A terrific site for these kind of questions posted:

[url=http://www.foodsubs.com/Cultmilk.html]
créme fraîche (creme fraiche) Pronunciation: CREM FRESH
Notes: This slightly sour thick cream doesn't curdle when it's heated, so it's ideal for making cream sauces.
It's also used for appetizers and as a dessert topping.
To make your own: Warm one cup heavy cream to about 100°, then add one or two tablespoons of sour cream, cultured buttermilk, or plain yogurt (make sure you buy a brand that contains active cultures).
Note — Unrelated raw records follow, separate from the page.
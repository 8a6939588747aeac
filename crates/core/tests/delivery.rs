//! End-to-end delivery against a local HTTP backend.
//!
//! Each test runs a real `reqwest` transport against an `httptest` server and
//! keeps overflow storage in a temporary directory.

use std::{sync::Arc, time::Duration};

use httptest::{all_of, cycle, matchers::*, responders::*, Expectation, Server};
use parking_lot::Mutex;
use telemetry_channel::{
    config::ChannelConfig,
    diagnostics::{DiagnosticEvent, DiagnosticsSink, TracingDiagnostics},
    platform::ManualNetworkStatus,
    TelemetryChannel, TelemetryItem, TelemetryKind,
};
use testresult::TestResult;

const TRACK_PATH: &str = "/v2/track";

/// Records send outcomes and forwards everything to tracing.
#[derive(Default)]
struct Outcomes(Mutex<Vec<u16>>);

impl Outcomes {
    fn statuses(&self) -> Vec<u16> {
        self.0.lock().clone()
    }
}

impl DiagnosticsSink for Outcomes {
    fn report(&self, event: DiagnosticEvent) {
        if let DiagnosticEvent::TransmissionSent { status, .. } = &event {
            self.0.lock().push(*status);
        }
        TracingDiagnostics.report(event);
    }
}

fn config(server: &Server, folder: &std::path::Path) -> ChannelConfig {
    ChannelConfig {
        endpoint: server.url_str(TRACK_PATH),
        storage_folder: Some(folder.to_path_buf()),
        max_telemetry_buffer_capacity: 2,
        request_timeout_ms: 5_000,
        ..Default::default()
    }
}

async fn eventually(mut condition: impl FnMut() -> bool) -> TestResult {
    tokio::time::timeout(Duration::from_secs(10), async {
        while !condition() {
            tokio::time::sleep(Duration::from_millis(20)).await;
        }
    })
    .await?;
    Ok(())
}

#[tokio::test]
#[test_log::test]
async fn full_batch_is_posted_as_json_lines() -> TestResult {
    let mut server = Server::run();
    server.expect(
        Expectation::matching(all_of![
            request::method_path("POST", TRACK_PATH),
            request::body(matches("\"name\":\"first\"[^\n]*\n[^\n]*\"name\":\"second\"")),
        ])
        .respond_with(status_code(200)),
    );
    let dir = tempfile::tempdir()?;
    let outcomes = Arc::new(Outcomes::default());
    let channel = TelemetryChannel::builder(config(&server, dir.path()))
        .diagnostics(outcomes.clone())
        .build()?;

    channel.send(TelemetryItem::new(TelemetryKind::Request, "first"));
    channel.send(TelemetryItem::new(TelemetryKind::Request, "second"));

    eventually(|| outcomes.statuses() == vec![200]).await?;
    server.verify_and_clear();
    Ok(())
}

#[tokio::test]
#[test_log::test]
async fn partial_success_resends_only_rejected_items() -> TestResult {
    let mut server = Server::run();
    server.expect(
        Expectation::matching(all_of![
            request::method_path("POST", TRACK_PATH),
            request::body(matches("\n")),
        ])
        .respond_with(status_code(206).body(
            r#"{"itemsReceived":2,"itemsAccepted":1,"errors":[{"index":1,"statusCode":500,"message":"internal"}]}"#,
        )),
    );
    server.expect(
        Expectation::matching(all_of![
            request::method_path("POST", TRACK_PATH),
            request::body(matches("^[^\n]*\"name\":\"rejected\"[^\n]*$")),
        ])
        .respond_with(status_code(200)),
    );
    let dir = tempfile::tempdir()?;
    let outcomes = Arc::new(Outcomes::default());
    let channel = TelemetryChannel::builder(config(&server, dir.path()))
        .diagnostics(outcomes.clone())
        .build()?;

    channel.send(TelemetryItem::new(TelemetryKind::Event, "accepted"));
    channel.send(TelemetryItem::new(TelemetryKind::Event, "rejected"));

    eventually(|| outcomes.statuses() == vec![206, 200]).await?;
    server.verify_and_clear();
    Ok(())
}

#[tokio::test]
#[test_log::test]
async fn throttled_batch_is_retried_after_retry_after() -> TestResult {
    let mut server = Server::run();
    server.expect(
        Expectation::matching(request::method_path("POST", TRACK_PATH))
            .times(2)
            .respond_with(cycle![
                status_code(429).insert_header("Retry-After", "1"),
                status_code(200),
            ]),
    );
    let dir = tempfile::tempdir()?;
    let outcomes = Arc::new(Outcomes::default());
    let channel = TelemetryChannel::builder(config(&server, dir.path()))
        .diagnostics(outcomes.clone())
        .build()?;

    channel.send(TelemetryItem::new(TelemetryKind::Trace, "throttled"));
    channel.flush().await;

    eventually(|| outcomes.statuses() == vec![429, 200]).await?;
    server.verify_and_clear();
    Ok(())
}

#[tokio::test]
#[test_log::test]
async fn items_persisted_at_shutdown_are_sent_by_next_channel() -> TestResult {
    let mut server = Server::run();
    let dir = tempfile::tempdir()?;

    {
        let offline = TelemetryChannel::builder(config(&server, dir.path()))
            .network_status(Arc::new(ManualNetworkStatus::new(false)))
            .build()?;
        offline.send(TelemetryItem::new(TelemetryKind::Exception, "persisted"));
        offline.shutdown().await;
        assert!(offline.transmitter().storage().size() > 0);
    }
    let stored = std::fs::read_dir(dir.path())?.count();
    assert_eq!(stored, 1);

    server.expect(
        Expectation::matching(all_of![
            request::method_path("POST", TRACK_PATH),
            request::body(matches("\"name\":\"persisted\"")),
        ])
        .respond_with(status_code(200)),
    );
    let outcomes = Arc::new(Outcomes::default());
    let online = TelemetryChannel::builder(config(&server, dir.path()))
        .diagnostics(outcomes.clone())
        .build()?;

    eventually(|| outcomes.statuses() == vec![200]).await?;
    assert_eq!(online.transmitter().storage().size(), 0);
    assert_eq!(std::fs::read_dir(dir.path())?.count(), 0);
    server.verify_and_clear();
    Ok(())
}

#[tokio::test]
#[test_log::test]
async fn config_file_round_trip() -> TestResult {
    let dir = tempfile::tempdir()?;
    let path = dir.path().join("channel.toml");
    std::fs::write(
        &path,
        r#"
        endpoint = "http://127.0.0.1:9/v2/track"
        max-telemetry-buffer-capacity = 10
        max-backlog-size = 20

        [adaptive-sampling]
        max-telemetry-items-per-second = 1.0
        "#,
    )?;
    let config = ChannelConfig::load(&path)?;
    assert_eq!(config.max_backlog_size, 20);

    let channel = TelemetryChannel::new(ChannelConfig {
        storage_folder: Some(dir.path().join("transmissions")),
        ..config
    })?;
    assert_eq!(channel.buffer().capacity(), 10);
    assert_eq!(channel.buffer().backlog_size(), 20);
    assert!(channel.sampling_estimator().is_some());
    Ok(())
}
Allow the mixture to sit at room temperature for at least nine hours before refrigerating.

Substitutes: crema Mexicana OR equal parts sour cream and heavy cream OR clabber cream (thicker consistency) OR sour cream (This has a lower fat content, and so it's more likely to curdle if boiled with an acidic ingredient.) OR yogurt (This will definitely curdle when boiled.)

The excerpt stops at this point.